Hjellemo orchestral works sterling CDS1128

Ole Hjellemo (1873-1938)
Violin Concerto (1933)
Norwegian Caprice (Rondo) for violin and orchestra (1935)
Symphony No 2 in B minor (1922-26)
Christopher Tun Andersen (violin)
Makris Symphony Orchestra/Jørn Fossheim
rec. 2022, Zadužbina, Ilije Kolarca, Belgrade
STERLING CDS1128-2 [74]

A few words about this obscure composer might be helpful. He was born in the highlands of central Norway, the son of a tenant farmer who doubled as a tailor. At twenty, having taken up the violin, he left for Kristiana (now Oslo) to study music in the army which enabled him to take further studies with leading Norwegian musicians. Thenceforth he seems to have been a jobbing fiddler with first rank local orchestras but maintained his military connections until he retired in 1930. Concurrently he taught violin, harmony and composition at the Conservatory of Music from 1919-32, dying six years later. There’s a huge amount that remains conjectural about Ole Hjellemo’s early life but those are the bare bones, courtesy of Jørn Fossheim, the conductor of this disc, who has written the booklet notes too.

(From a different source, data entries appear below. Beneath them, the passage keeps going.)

//! Event processors of the feed.
//!
//! - `FeedOrchestrator`: receives `FeedEvent`s, config changes and its own
//!   fetch/rate completions, emits `FeedUpdate`s
//! - `sources`: the collaborator traits it loads records and rates through

pub mod feed_orchestrator;
pub mod sources;

pub use feed_orchestrator::FeedOrchestrator;
pub use sources::{FetchError, RateError, RateResolver, RecordFetcher, fetch_batch};
//! Collaborator interfaces of the feed.
//!
//! The orchestrator never talks to a blockchain or a rate service directly.
//! Record pages come from a [`RecordFetcher`] (usually backed by the wallet's
//! sync engine storage), historical rates from a [`RateResolver`].

use crate::aggregator::FetchRequest;
use async_trait::async_trait;
use futures_util::future::try_join_all;
use rust_decimal::Decimal;
use std::collections::HashMap;
use std::time::Duration;
use thiserror::Error;
use txfeed_sdk::objects::{AssetCode, CurrencyCode, TransactionRecord, Wallet};

/// Errors that can occur while loading a page of records.
#[derive(Debug, Clone, Error, PartialEq, Eq)]
pub enum FetchError {
    /// The whole batch did not complete within the configured timeout.
    #[error("record fetch timed out after {0:?}")]
    Timeout(Duration),

    /// The fetcher has no history for this wallet.
    #[error("unknown wallet: {0}")]
    UnknownWallet(Wallet),

    /// The underlying storage or sync engine failed.
    #[error("record source error: {0}")]
    Source(String),
}

/// Errors that can occur while resolving a historical rate.
#[derive(Debug, Clone, Error, PartialEq, Eq)]
pub enum RateError {
    /// No rate is known for this point in time.
    #[error("no rate for {asset}/{currency} at {timestamp}")]
    Unavailable {
        asset: AssetCode,
        currency: CurrencyCode,
        timestamp: i64,
    },

    /// The rate service failed.
    #[error("rate source error: {0}")]
    Source(String),
}

/// Source of transaction history pages.
#[async_trait]
pub trait RecordFetcher: Send + Sync {
    /// Fetch up to `limit` records of `wallet`, newest first.
    ///
    /// With `from_hash` set, the page starts right after the record with
    /// that hash. Returning fewer than `limit` records marks the end of the
    /// wallet's history.
    async fn fetch_records(
        &self,
        wallet: &Wallet,
        from_hash: Option<&str>,
        limit: usize,
    ) -> Result<Vec<TransactionRecord>, FetchError>;
}

/// Source of historical exchange rates.
#[async_trait]
pub trait RateResolver: Send + Sync {
    /// Rate of one unit of `asset` in `currency` at `timestamp`.
    async fn resolve_rate(
        &self,
        asset: &AssetCode,
        currency: &CurrencyCode,
        timestamp: i64,
    ) -> Result<Decimal, RateError>;
}

/// Run every request of a page load concurrently.
///
/// The batch fails as a whole when any request fails or when it does not
/// finish within `timeout`.
pub async fn fetch_batch(
    fetcher: &dyn RecordFetcher,
    requests: Vec<FetchRequest>,
    timeout: Duration,
) -> Result<HashMap<Wallet, Vec<TransactionRecord>>, FetchError> {
    let fetches = requests.into_iter().map(|request| async move {
        let records = fetcher
            .fetch_records(&request.wallet, request.from_hash.as_deref(), request.limit)
            .await?;
        Ok::<_, FetchError>((request.wallet, records))
    });

    match tokio::time::timeout(timeout, try_join_all(fetches)).await {
        Ok(result) => Ok(result?.into_iter().collect()),
        Err(_) => Err(FetchError::Timeout(timeout)),
    }
}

The Violin Concerto (1933) hadn’t been performed since 1934 until this recording. At 18 minutes it’s compact in the extreme and formally odd with a first movement longer than the other two combined. The violin pitches in from the start and begins a rather peripatetic journey, full of passagework but the thematic material itself is undistinguished and at 5:55 into the opening Allegro a cadenza seems undeserved, musically speaking. For the central movement Hjellemo recycled material from a still-unperformed String Quartet, and this provides more attractively ruminative-lyric writing for the soloist. The finale, though opening attaca, is very short and I can’t say I was fired up by the concerto.

Dating from a couple of years after the Violin Concerto, the Norwegian Caprice is an essay in folkoric charm for solo violin and orchestra. There is much pirouetting over a somewhat generic orchestral wash – strange, as Hjellemo had been brought up surrounded by distinctive highlands folk music – that manages to generate an open-air warmth.

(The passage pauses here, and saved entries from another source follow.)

//! Wallet identity and currency codes.

use compact_str::CompactString;
use serde::{Deserialize, Serialize};
use uuid::Uuid;

/// Errors produced when parsing asset or currency codes.
#[derive(Debug, Clone, PartialEq, Eq, thiserror::Error)]
pub enum CodeParseError {
    #[error("code must not be empty")]
    Empty,
    #[error("code {0:?} contains characters other than ASCII letters, digits, '-' or '.'")]
    InvalidCharacter(String),
}

fn normalize_code(raw: &str) -> Result<CompactString, CodeParseError> {
    let trimmed = raw.trim();
    if trimmed.is_empty() {
        return Err(CodeParseError::Empty);
    }
    if !trimmed
        .chars()
        .all(|c| c.is_ascii_alphanumeric() || c == '-' || c == '.')
    {
        return Err(CodeParseError::InvalidCharacter(trimmed.to_string()));
    }
    Ok(CompactString::from(trimmed.to_ascii_uppercase()))
}

/// Ticker of a synced asset, e.g. `BTC` or `USDT-ERC20`.
///
/// Always stored uppercase so `btc` and `BTC` compare equal.
#[derive(Debug, Clone, PartialEq, Eq, Hash, PartialOrd, Ord, Serialize, Deserialize)]
#[serde(try_from = "String", into = "String")]
pub struct AssetCode(CompactString);

impl AssetCode {
    pub fn new(raw: &str) -> Result<Self, CodeParseError> {
        normalize_code(raw).map(Self)
    }

    pub fn as_str(&self) -> &str {
        &self.0
    }
}

impl TryFrom<String> for AssetCode {
    type Error = CodeParseError;

    fn try_from(value: String) -> Result<Self, Self::Error> {
        Self::new(&value)
    }
}

impl From<AssetCode> for String {
    fn from(value: AssetCode) -> Self {
        value.0.into_string()
    }
}

impl std::fmt::Display for AssetCode {
    fn fmt(&self, f: &mut std::fmt::Formatter<'_>) -> std::fmt::Result {
        f.write_str(&self.0)
    }
}

/// Fiat currency the feed values transactions in, e.g. `USD`.
#[derive(Debug, Clone, PartialEq, Eq, Hash, PartialOrd, Ord, Serialize, Deserialize)]
#[serde(try_from = "String", into = "String")]
pub struct CurrencyCode(CompactString);

impl CurrencyCode {
    pub fn new(raw: &str) -> Result<Self, CodeParseError> {
        normalize_code(raw).map(Self)
    }

    pub fn as_str(&self) -> &str {
        &self.0
    }
}

impl TryFrom<String> for CurrencyCode {
    type Error = CodeParseError;

    fn try_from(value: String) -> Result<Self, Self::Error> {
        Self::new(&value)
    }
}

impl From<CurrencyCode> for String {
    fn from(value: CurrencyCode) -> Self {
        value.0.into_string()
    }
}

impl std::fmt::Display for CurrencyCode {
    fn fmt(&self, f: &mut std::fmt::Formatter<'_>) -> std::fmt::Result {
        f.write_str(&self.0)
    }
}

/// One synced (account, asset) pair acting as a transaction source.
///
/// Identity is the explicit `(account_id, asset)` key, so two `Wallet`
/// values built from the same configuration entry are interchangeable as
/// map keys.
#[derive(Debug, Clone, PartialEq, Eq, Hash, PartialOrd, Ord, Serialize, Deserialize)]
pub struct Wallet {
    pub account_id: Uuid,
    pub asset: AssetCode,
}

impl Wallet {
    pub fn new(account_id: Uuid, asset: AssetCode) -> Self {
        Self { account_id, asset }
    }
}

impl std::fmt::Display for Wallet {
    fn fmt(&self, f: &mut std::fmt::Formatter<'_>) -> std::fmt::Result {
        write!(f, "{}/{}", self.account_id, self.asset)
    }
}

His first symphony of 1912 had not been well received by the critics but over a decade later he produced a Second Symphony which was premiered in 1926. It opens with misty evocations and herd-girl chants in the winds, before the strings take over with their own song. Rich lower brass appear as the music develops. The second movement is another nature study, focusing on sunlight. Fortunately, there is also fulsome late-Romantic colour here and a slightly Straussian effulgence and sublimated Wagnerian rumbling. There’s a spirited Scherzo with a folksy B section that has expansive nobility – the best music in the symphony as far as I’m concerned – and a ‘homeward road’ finale with bravura and ripe transformative qualities; the music softens to Alpine verdancy and horn calls proliferate sinking to a contented close. There is a kind of scheme to the symphony which you might have guessed, as the composer left a detailed description of a mountain climb around which he fashioned the work.

The Makris Symphony Orchestra has rather wiry strings and has been somewhat boxily recorded. I can’t say it’s the most resplendent sound I’ve ever heard though there’s a certain honesty to it. In the violin works Christopher Tun Andersen adeptly follows his predecessor Johan Simonsen, who only died in 2003, and who was formerly the only man to have played the concerto.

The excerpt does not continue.